Oh... Aku mendapat banyak pelajaran darinya. Padahal seharusnya akulah yang mengajari dia tentang pekerjaan rumah.

Saat aku melihat lagi bagian yang diajarkannya, Yukimiya berkata, "Ah."

"Maaf. Aku tak sengaja melihatnya... Sekarang, ayo ajari aku tentang pekerjaan rumah."

"Tidak, aku yang harus berterima kasih. Kau sudah membantuku, terima kasih."

Seperti yang bisa diharapkan dari ketua OSIS Shiramine. Gaya mengajarnya bagus dan aku bisa memahaminya dengan cepat.

Kami membereskan meja dan menuju ke dapur.

Begitu masuk ke dapur, Yukimiya mengenakan celemek pink yang dibawanya dengan lipatan rapi; terlihat seolah dia sengaja membelinya untuk ini.

Warnanya lembut dan cantik, bisa dibilang warna peach.

Aku pikir warna biru akan cocok dengan imej Yukimiya, tapi warna hangat seperti ini juga sangat cocok dengannya...

Setelah mengikat pita di belakang, lekuk tubuh yang halus terbentuk dari dada hingga pinggang. Dadanya tidak terlalu besar, namun karena pinggangnya sangat ramping, bagian itu secara alami terlihat lebih menonjol dari biasanya. Sungguh, ilusi optik itu menakjubkan.


..Tunggu, bukankah pitanya terlihat mau copot? Terlepas dari semua hal tentang penampilan luarnya, ternyata dia juga merasa cukup canggung. Dia tidak mengikat pita dengan benar, sehingga bagian dadanya sedikit longgar.

Tapi seandainya aku mengatakan itu sekarang, aku mungkin berakhir dapat kritikan habis-habisan oleh dirinya yang punya harga diri tinggi... Begitu, mungkin lebih baik aku mengabaikannya saja.

"Oke, aku siap. ...Ada apa?"

"Tidak, tidak ada apapun."

Ugh! Dia menyadari arah pandanganku. Kalau aku terus-menerus menatap, dia bisa menggigitku... aku harus berhati-hati.

Sambil mengalihkan pandangan, aku berdiri di samping Yukimiya.

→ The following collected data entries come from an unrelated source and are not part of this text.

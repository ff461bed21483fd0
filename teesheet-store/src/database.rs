use serde_json::Value;
use sqlx::postgres::PgPoolOptions;
use sqlx::{Pool, Postgres};
use std::time::Duration;
use tracing::{info, warn};

use crate::app_config::BookingRules;

#[derive(Clone)]
pub struct DbClient {
    pub pool: Pool<Postgres>,
}

#[derive(sqlx::FromRow)]
struct RuleRow {
    rule_key: String,
    rule_value: Value,
}

impl DbClient {
    pub async fn new(connection_string: &str) -> Result<Self, sqlx::Error> {
        let pool = PgPoolOptions::new()
            .max_connections(10)
            .acquire_timeout(Duration::from_secs(3))
            .connect(connection_string)
            .await?;

        Ok(Self { pool })
    }

    pub async fn migrate(&self) -> Result<(), sqlx::migrate::MigrateError> {
        info!("Running database migrations...");
        sqlx::migrate!("../migrations").run(&self.pool).await?;
        info!("Migrations completed successfully.");
        Ok(())
    }

    /// Overlays `booking_rules` rows onto the file defaults. Rows look like
    /// `{"value": <number>}`; unknown keys and malformed values are skipped.
    pub async fn fetch_booking_rules(&self, defaults: BookingRules) -> Result<BookingRules, sqlx::Error> {
        let rows: Vec<RuleRow> = sqlx::query_as("SELECT rule_key, rule_value FROM booking_rules")
            .fetch_all(&self.pool)
            .await?;

        let mut rules = defaults;
        for row in rows {
            apply_rule(&mut rules, &row.rule_key, &row.rule_value);
        }
        Ok(rules)
    }
}

fn apply_rule(rules: &mut BookingRules, key: &str, raw: &Value) {
    let Some(v) = raw.get("value") else {
        warn!("Booking rule {} has no value", key);
        return;
    };
    match key {
        "lock_ttl_seconds" => match v.as_u64() {
            Some(secs) if secs > 0 => rules.lock_ttl_seconds = secs,
            _ => warn!("Ignoring lock_ttl_seconds rule: {}", v),
        },
        _ => {}
    }
}

#[cfg(test)]
mod tests {
    use super::*;
    use serde_json::json;

    #[test]
    fn test_rule_overlay() {
        let mut rules = BookingRules::default();
        apply_rule(&mut rules, "lock_ttl_seconds", &json!({ "value": 12 }));
        assert_eq!(rules.lock_ttl_seconds, 12);

        apply_rule(&mut rules, "lock_ttl_seconds", &json!({ "value": 0 }));
        apply_rule(&mut rules, "lock_ttl_seconds", &json!({ "value": "soon" }));
        apply_rule(&mut rules, "lock_ttl_seconds", &json!(45));
        apply_rule(&mut rules, "tax_rate", &json!({ "value": 0.2 }));
        assert_eq!(rules.lock_ttl_seconds, 12);
    }
}
use async_trait::async_trait;
use std::time::Duration;
use teesheet_core::lock::LockService;
use teesheet_core::BoxError;
use tracing::{debug, warn};

/// Deletes the key only while it still carries the caller's token.
const RELEASE_SCRIPT: &str = r#"
    if redis.call("GET", KEYS[1]) == ARGV[1] then
        return redis.call("DEL", KEYS[1])
    else
        return 0
    end
"#;

#[derive(Clone)]
pub struct RedisClient {
    client: redis::Client,
}

impl RedisClient {
    pub async fn new(connection_string: &str) -> Result<Self, redis::RedisError> {
        let client = redis::Client::open(connection_string)?;
        Ok(Self { client })
    }

    /// `SET key owner NX EX ttl`. Redis expires the key if the owner never
    /// comes back.
    pub async fn acquire_slot_lock(&self, key: &str, owner: &str, ttl: Duration) -> Result<bool, redis::RedisError> {
        let mut conn = self.client.get_multiplexed_async_connection().await?;

        let result: Option<String> = redis::cmd("SET")
            .arg(key)
            .arg(owner)
            .arg("NX")
            .arg("EX")
            .arg(ttl.as_secs().max(1))
            .query_async(&mut conn)
            .await?;

        Ok(result.is_some())
    }

    /// Returns whether the key was deleted.
    pub async fn release_slot_lock(&self, key: &str, owner: &str) -> Result<bool, redis::RedisError> {
        let mut conn = self.client.get_multiplexed_async_connection().await?;
        let deleted: i64 = redis::Script::new(RELEASE_SCRIPT)
            .key(key)
            .arg(owner)
            .invoke_async(&mut conn)
            .await?;
        Ok(deleted == 1)
    }
}

#[async_trait]
impl LockService for RedisClient {
    async fn acquire(&self, key: &str, owner: &str, ttl: Duration) -> Result<bool, BoxError> {
        let acquired = self.acquire_slot_lock(key, owner, ttl).await?;
        debug!("Slot lock {} acquired={}", key, acquired);
        Ok(acquired)
    }

    async fn release(&self, key: &str, owner: &str) -> Result<(), BoxError> {
        if !self.release_slot_lock(key, owner).await? {
            warn!("Slot lock {} had already lapsed or changed hands", key);
        }
        Ok(())
    }
}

"Jadi, hari ini aku akan mengajarimu cara menggunakan api. Kau bisa menyalakan kompor, kan?"

"Kompor?"

...Mustahil, ini bercanda kan? Bahkan dia juga belum pernah menggunakan kompor...

"Semua peralatan dalam gedung apartemen ini sama. Jika kau memutar kenop sepenuhnya, api akan menyala. Kau bisa menyesuaikan kekuatan api dengan memutar ke arah sebaliknya. Itu saja."

"Kelihatannya mudah. Jadi, jika aku memutarnya sampai penuh, itu akan jadi kekuatan api maksimal, kan?"

"Tentu saja begitu. Sekarang, tolong didihkan air dengan kompornya."

"Fufu, serahkan padaku."

Entah kenapa, anak ini begitu percaya diri meskipun dia belum pernah melakukannya.

Yukimiya mengamati sekeliling dapur.

Kemudian, dia meraih ketel listrik dan meletakkannya di atas kompor... tunggu, apa?

"Yap!"

Menyala! Dia menyalakan api!?

"Whoooaaa! Apa-apaan, apa yang kau lakukan Yukimiya!?"

Karena panik, aku mematikan api dan memasukkan ketel listrik ke dalam wastafel.

Syukurlah, hanya sedikit terbakar, dan bukannya meleleh.... Tidak, tidak, ketel listrik tidak seharusnya meninggalkan bekas bakar. Lagipula, ini ketel listrikku!

Yukimiya tampak sedikit ketakutan, mungkin kaget dengan suara kerasku yang tiba-tiba.

"A-apa? Kan kamu sendiri yang bilang didihkan airnya."

"Ketel, harusnya pakai ketel biasa! Atau panci juga bisa!"

"Ketel biasa? Panci?"

...Oi, seriusan?

"Kau tidak punya?"

"Kamu pikir aku punya?"

Sudah kuduga. Ruang apartemen miliknya saja mengenaskan, tidak mungkin ada perlengkapan masak disana. ...Tapi begitu, kenapa malah menjawab dengan nada seolah-olah dia yang menang? Jangan menjawab pertanyaan dengan pertanyaan, rasanya aku ingin sekali memukulmu.

"...Jadi, biasanya kau merebus air untuk mie instan menggunakan ketel listrik?"

"Iya. Cukup tekan satu tombol, sangat praktis."

"...Lalu, kau pikir benda ini bisa digunakan di kompor juga?"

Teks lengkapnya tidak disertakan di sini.